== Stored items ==
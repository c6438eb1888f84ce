//! One module per tool group, mirroring how the teacher splits `tools/`
//! by subject area rather than one file per tool.

pub mod advisor;
pub mod data;
pub mod performance;
pub mod query;
pub mod schema;

use chrono::Utc;
use mssql_mcp_error::{McpError, Result};
use mssql_mcp_logging::AuditEntry;
use mssql_mcp_pool::PooledConnection;
use mssql_mcp_safety::{evaluate, PolicyDecision, PolicyFlags};
use serde_json::Value;

use crate::AppContext;

pub(crate) fn policy_flags(ctx: &AppContext) -> PolicyFlags {
    PolicyFlags {
        read_only_mode: ctx.config.read_only_mode,
        allow_destructive: ctx.config.allow_destructive,
        allow_schema_changes: ctx.config.allow_schema_changes,
    }
}

/// Classify and authorize a statement against the current policy, recording
/// the decision to the audit trail regardless of outcome (spec §4.3/§4.7).
/// Returns the decision on allow, `McpError::PolicyDenied` on deny.
pub(crate) fn authorize(ctx: &AppContext, tool: &str, statement: &str) -> Result<PolicyDecision> {
    let flags = policy_flags(ctx);
    let decision = evaluate(statement, flags);
    ctx.audit.record(&AuditEntry {
        ts: Utc::now(),
        tool: tool.to_string(),
        classification: format!("{:?}", decision.classification),
        allowed: decision.allowed,
        reason: decision.reason.clone(),
        read_only_mode: flags.read_only_mode,
        allow_destructive: flags.allow_destructive,
        allow_schema_changes: flags.allow_schema_changes,
    });
    if !decision.allowed {
        return Err(McpError::policy_denied(decision.reason));
    }
    Ok(decision)
}

/// Ensure the pool is connected, borrow a connection, and switch database if
/// requested — the three steps every tool handler performs before issuing
/// SQL (spec §4.5's preamble).
pub(crate) async fn borrow_connection(ctx: &AppContext, database: Option<&str>) -> Result<PooledConnection> {
    ctx.pool.connect().await?;
    let mut conn = ctx.pool.borrow().await?;
    crate::sql::use_database(&mut conn, database).await?;
    Ok(conn)
}

/// Pull a required string argument out of a tool's `arguments` object.
pub(crate) fn require_str<'a>(args: &'a Value, key: &str) -> Result<&'a str> {
    args.get(key)
        .and_then(Value::as_str)
        .filter(|s| !s.is_empty())
        .ok_or_else(|| McpError::validation(format!("missing required argument: {key}")))
}

pub(crate) fn opt_str<'a>(args: &'a Value, key: &str) -> Option<&'a str> {
    args.get(key).and_then(Value::as_str)
}

pub(crate) fn opt_u64(args: &Value, key: &str) -> Option<u64> {
    args.get(key).and_then(Value::as_u64)
}

pub(crate) fn opt_bool(args: &Value, key: &str, default: bool) -> bool {
    args.get(key).and_then(Value::as_bool).unwrap_or(default)
}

== YOUR GOAL ==
Reproduce each line above without any alteration.

== COMPLETED TASK ==
repository c6438eb1888f84ce
//! One module per tool group, mirroring how the teacher splits `tools/`
//! by subject area rather than one file per tool.

pub mod advisor;
pub mod data;
pub mod performance;
pub mod query;
pub mod schema;

use chrono::Utc;
use mssql_mcp_error::{McpError, Result};
use mssql_mcp_logging::AuditEntry;
use mssql_mcp_pool::PooledConnection;
use mssql_mcp_safety::{evaluate, PolicyDecision, PolicyFlags};
use serde_json::Value;

use crate::AppContext;

pub(crate) fn policy_flags(ctx: &AppContext) -> PolicyFlags {
    PolicyFlags {
        read_only_mode: ctx.config.read_only_mode,
        allow_destructive: ctx.config.allow_destructive,
        allow_schema_changes: ctx.config.allow_schema_changes,
    }
}

/// Classify and authorize a statement against the current policy, recording
/// the decision to the audit trail regardless of outcome (spec §4.3/§4.7).
/// Returns the decision on allow, `McpError::PolicyDenied` on deny.
pub(crate) fn authorize(ctx: &AppContext, tool: &str, statement: &str) -> Result<PolicyDecision> {
    let flags = policy_flags(ctx);
    let decision = evaluate(statement, flags);
    ctx.audit.record(&AuditEntry {
        ts: Utc::now(),
        tool: tool.to_string(),
        classification: format!("{:?}", decision.classification),
        allowed: decision.allowed,
        reason: decision.reason.clone(),
        read_only_mode: flags.read_only_mode,
        allow_destructive: flags.allow_destructive,
        allow_schema_changes: flags.allow_schema_changes,
    });
    if !decision.allowed {
        return Err(McpError::policy_denied(decision.reason));
    }
    Ok(decision)
}

/// Ensure the pool is connected, borrow a connection, and switch database if
/// requested — the three steps every tool handler performs before issuing
/// SQL (spec §4.5's preamble).
pub(crate) async fn borrow_connection(ctx: &AppContext, database: Option<&str>) -> Result<PooledConnection> {
    ctx.pool.connect().await?;
    let mut conn = ctx.pool.borrow().await?;
    crate::sql::use_database(&mut conn, database).await?;
    Ok(conn)
}

/// Pull a required string argument out of a tool's `arguments` object.
pub(crate) fn require_str<'a>(args: &'a Value, key: &str) -> Result<&'a str> {
    args.get(key)
        .and_then(Value::as_str)
        .filter(|s| !s.is_empty())
        .ok_or_else(|| McpError::validation(format!("missing required argument: {key}")))
}

pub(crate) fn opt_str<'a>(args: &'a Value, key: &str) -> Option<&'a str> {
    args.get(key).and_then(Value::as_str)
}

pub(crate) fn opt_u64(args: &Value, key: &str) -> Option<u64> {
    args.get(key).and_then(Value::as_u64)
}

pub(crate) fn opt_bool(args: &Value, key: &str, default: bool) -> bool {
    args.get(key).and_then(Value::as_bool).unwrap_or(default)
}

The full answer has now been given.